*MATERIAL TO PROCESS*

____________

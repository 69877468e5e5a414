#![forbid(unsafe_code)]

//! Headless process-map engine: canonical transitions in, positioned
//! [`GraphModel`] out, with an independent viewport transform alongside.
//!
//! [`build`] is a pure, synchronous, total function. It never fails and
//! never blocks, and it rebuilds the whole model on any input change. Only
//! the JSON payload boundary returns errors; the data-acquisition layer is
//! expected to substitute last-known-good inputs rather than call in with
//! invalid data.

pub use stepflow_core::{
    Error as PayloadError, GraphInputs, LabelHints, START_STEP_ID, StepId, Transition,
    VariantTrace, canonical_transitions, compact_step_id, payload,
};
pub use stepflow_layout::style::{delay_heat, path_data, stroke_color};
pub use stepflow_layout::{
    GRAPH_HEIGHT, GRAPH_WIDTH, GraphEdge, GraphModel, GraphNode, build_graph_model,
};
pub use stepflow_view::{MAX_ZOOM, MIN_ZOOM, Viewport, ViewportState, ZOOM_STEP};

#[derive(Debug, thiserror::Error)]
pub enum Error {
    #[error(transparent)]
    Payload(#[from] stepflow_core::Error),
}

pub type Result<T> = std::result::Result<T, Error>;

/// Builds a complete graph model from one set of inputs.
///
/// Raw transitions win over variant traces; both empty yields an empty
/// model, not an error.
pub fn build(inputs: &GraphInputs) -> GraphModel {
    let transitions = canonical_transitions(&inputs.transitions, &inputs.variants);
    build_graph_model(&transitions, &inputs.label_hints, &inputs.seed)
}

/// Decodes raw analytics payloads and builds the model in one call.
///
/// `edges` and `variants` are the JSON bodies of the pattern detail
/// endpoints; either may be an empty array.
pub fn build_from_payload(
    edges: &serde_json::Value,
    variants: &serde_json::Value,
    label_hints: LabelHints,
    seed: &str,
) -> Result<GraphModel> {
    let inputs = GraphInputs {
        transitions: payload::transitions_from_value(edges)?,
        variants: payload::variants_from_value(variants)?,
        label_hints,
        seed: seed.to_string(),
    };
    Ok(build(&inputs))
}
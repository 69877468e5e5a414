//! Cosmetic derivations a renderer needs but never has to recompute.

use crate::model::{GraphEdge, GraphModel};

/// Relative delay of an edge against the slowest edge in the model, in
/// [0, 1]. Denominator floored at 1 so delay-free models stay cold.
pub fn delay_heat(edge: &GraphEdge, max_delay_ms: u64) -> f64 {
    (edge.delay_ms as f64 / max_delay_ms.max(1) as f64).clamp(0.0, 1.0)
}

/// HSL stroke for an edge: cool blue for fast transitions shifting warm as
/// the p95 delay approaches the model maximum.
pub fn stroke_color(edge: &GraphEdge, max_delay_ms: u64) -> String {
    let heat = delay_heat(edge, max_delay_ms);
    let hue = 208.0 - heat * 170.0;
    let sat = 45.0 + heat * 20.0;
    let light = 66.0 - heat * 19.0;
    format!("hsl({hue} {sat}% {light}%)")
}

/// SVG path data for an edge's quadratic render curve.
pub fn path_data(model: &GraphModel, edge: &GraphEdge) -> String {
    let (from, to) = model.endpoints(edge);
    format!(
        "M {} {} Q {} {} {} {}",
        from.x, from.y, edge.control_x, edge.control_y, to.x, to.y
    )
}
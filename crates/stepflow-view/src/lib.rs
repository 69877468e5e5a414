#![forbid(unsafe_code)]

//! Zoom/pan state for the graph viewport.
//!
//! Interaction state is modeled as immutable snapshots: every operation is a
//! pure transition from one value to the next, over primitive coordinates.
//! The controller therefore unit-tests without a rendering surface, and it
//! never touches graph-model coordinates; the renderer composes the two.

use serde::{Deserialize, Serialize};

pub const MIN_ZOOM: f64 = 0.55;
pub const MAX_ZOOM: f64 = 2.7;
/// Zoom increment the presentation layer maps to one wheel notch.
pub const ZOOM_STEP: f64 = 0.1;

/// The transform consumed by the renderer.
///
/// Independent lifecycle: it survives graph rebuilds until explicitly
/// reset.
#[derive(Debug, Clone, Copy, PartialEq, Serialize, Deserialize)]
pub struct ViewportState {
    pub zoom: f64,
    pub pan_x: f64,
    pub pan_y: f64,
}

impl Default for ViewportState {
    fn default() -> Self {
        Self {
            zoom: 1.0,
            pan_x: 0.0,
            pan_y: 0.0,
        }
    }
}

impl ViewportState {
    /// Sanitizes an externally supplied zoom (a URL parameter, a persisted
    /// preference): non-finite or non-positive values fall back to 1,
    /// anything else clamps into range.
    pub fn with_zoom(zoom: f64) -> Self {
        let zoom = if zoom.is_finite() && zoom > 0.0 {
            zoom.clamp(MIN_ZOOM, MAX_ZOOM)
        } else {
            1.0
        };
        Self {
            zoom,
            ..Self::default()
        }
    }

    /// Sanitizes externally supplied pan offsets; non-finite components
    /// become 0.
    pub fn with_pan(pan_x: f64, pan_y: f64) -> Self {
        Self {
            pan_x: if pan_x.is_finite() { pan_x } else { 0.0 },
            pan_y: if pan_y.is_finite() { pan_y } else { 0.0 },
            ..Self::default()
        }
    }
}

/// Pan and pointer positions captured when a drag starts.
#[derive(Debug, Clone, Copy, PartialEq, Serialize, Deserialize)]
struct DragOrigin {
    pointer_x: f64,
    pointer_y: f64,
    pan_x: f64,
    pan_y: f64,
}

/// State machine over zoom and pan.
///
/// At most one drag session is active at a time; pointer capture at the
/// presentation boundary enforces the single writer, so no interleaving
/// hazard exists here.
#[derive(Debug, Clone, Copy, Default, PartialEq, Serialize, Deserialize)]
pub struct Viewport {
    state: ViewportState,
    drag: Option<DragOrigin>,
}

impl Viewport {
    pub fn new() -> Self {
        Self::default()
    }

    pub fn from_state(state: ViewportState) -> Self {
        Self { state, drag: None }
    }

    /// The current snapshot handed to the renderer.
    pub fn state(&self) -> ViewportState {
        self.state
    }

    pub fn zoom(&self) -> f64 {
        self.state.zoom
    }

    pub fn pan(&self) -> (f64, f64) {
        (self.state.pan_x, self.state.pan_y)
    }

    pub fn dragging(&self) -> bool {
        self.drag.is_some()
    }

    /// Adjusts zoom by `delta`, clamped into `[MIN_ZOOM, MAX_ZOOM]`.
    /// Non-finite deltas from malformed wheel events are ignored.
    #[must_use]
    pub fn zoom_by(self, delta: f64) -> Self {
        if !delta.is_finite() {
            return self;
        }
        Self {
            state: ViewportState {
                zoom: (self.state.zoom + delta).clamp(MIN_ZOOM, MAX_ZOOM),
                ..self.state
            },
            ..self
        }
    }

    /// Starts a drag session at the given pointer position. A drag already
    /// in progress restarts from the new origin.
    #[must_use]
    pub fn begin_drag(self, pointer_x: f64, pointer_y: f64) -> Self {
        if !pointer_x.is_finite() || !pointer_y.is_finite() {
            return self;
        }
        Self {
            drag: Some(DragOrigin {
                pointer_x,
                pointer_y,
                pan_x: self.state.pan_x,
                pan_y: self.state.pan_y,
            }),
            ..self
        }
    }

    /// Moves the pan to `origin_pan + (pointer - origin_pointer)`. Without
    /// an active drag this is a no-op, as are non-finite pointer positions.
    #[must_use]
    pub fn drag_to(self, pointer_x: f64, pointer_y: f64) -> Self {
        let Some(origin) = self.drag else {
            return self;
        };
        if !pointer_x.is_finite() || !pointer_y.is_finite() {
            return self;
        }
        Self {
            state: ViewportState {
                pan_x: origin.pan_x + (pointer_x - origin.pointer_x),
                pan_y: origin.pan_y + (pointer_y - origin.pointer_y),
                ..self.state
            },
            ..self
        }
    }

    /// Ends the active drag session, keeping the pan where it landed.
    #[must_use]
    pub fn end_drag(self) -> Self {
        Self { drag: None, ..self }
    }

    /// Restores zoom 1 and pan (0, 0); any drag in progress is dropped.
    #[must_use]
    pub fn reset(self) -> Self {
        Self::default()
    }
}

____________

*YOUR TASK*
State, as a number only, how many lines in the entries include "renderer".

*REPLY TO THE EXERCISE*
4